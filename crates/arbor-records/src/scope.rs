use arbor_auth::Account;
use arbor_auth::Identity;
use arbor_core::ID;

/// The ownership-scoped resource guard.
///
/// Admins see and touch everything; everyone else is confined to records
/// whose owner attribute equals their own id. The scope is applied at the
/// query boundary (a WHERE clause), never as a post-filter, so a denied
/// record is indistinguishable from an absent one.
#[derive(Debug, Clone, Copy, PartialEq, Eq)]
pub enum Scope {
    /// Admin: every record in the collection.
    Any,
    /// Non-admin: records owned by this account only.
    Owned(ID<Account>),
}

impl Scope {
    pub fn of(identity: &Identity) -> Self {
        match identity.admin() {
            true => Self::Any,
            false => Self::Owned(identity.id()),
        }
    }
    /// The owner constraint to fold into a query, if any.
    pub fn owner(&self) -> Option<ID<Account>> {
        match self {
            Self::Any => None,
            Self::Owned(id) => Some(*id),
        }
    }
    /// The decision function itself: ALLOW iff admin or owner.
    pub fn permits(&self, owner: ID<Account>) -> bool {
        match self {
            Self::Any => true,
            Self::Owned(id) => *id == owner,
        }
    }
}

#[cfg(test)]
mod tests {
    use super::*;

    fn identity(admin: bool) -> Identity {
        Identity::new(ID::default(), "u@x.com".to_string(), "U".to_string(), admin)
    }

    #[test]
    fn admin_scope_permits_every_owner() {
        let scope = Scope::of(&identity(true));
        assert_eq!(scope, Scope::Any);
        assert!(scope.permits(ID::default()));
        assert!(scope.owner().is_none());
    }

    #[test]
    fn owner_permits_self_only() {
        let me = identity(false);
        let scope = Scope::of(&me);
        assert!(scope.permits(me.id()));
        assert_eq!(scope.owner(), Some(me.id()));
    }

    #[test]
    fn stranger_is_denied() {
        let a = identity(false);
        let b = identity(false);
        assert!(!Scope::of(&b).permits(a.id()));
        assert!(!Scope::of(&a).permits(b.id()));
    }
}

__________________________________________________

The task
What is needed is an exact copy of the line containing "let me = identity(false);" and each line after it, through the final line of the entries above.

Written answer
        let me = identity(false);
        let scope = Scope::of(&me);
        assert!(scope.permits(me.id()));
        assert_eq!(scope.owner(), Some(me.id()));
    }

    #[test]
    fn stranger_is_denied() {
        let a = identity(false);
        let b = identity(false);
        assert!(!Scope::of(&b).permits(a.id()));
        assert!(!Scope::of(&a).permits(b.id()));
    }
}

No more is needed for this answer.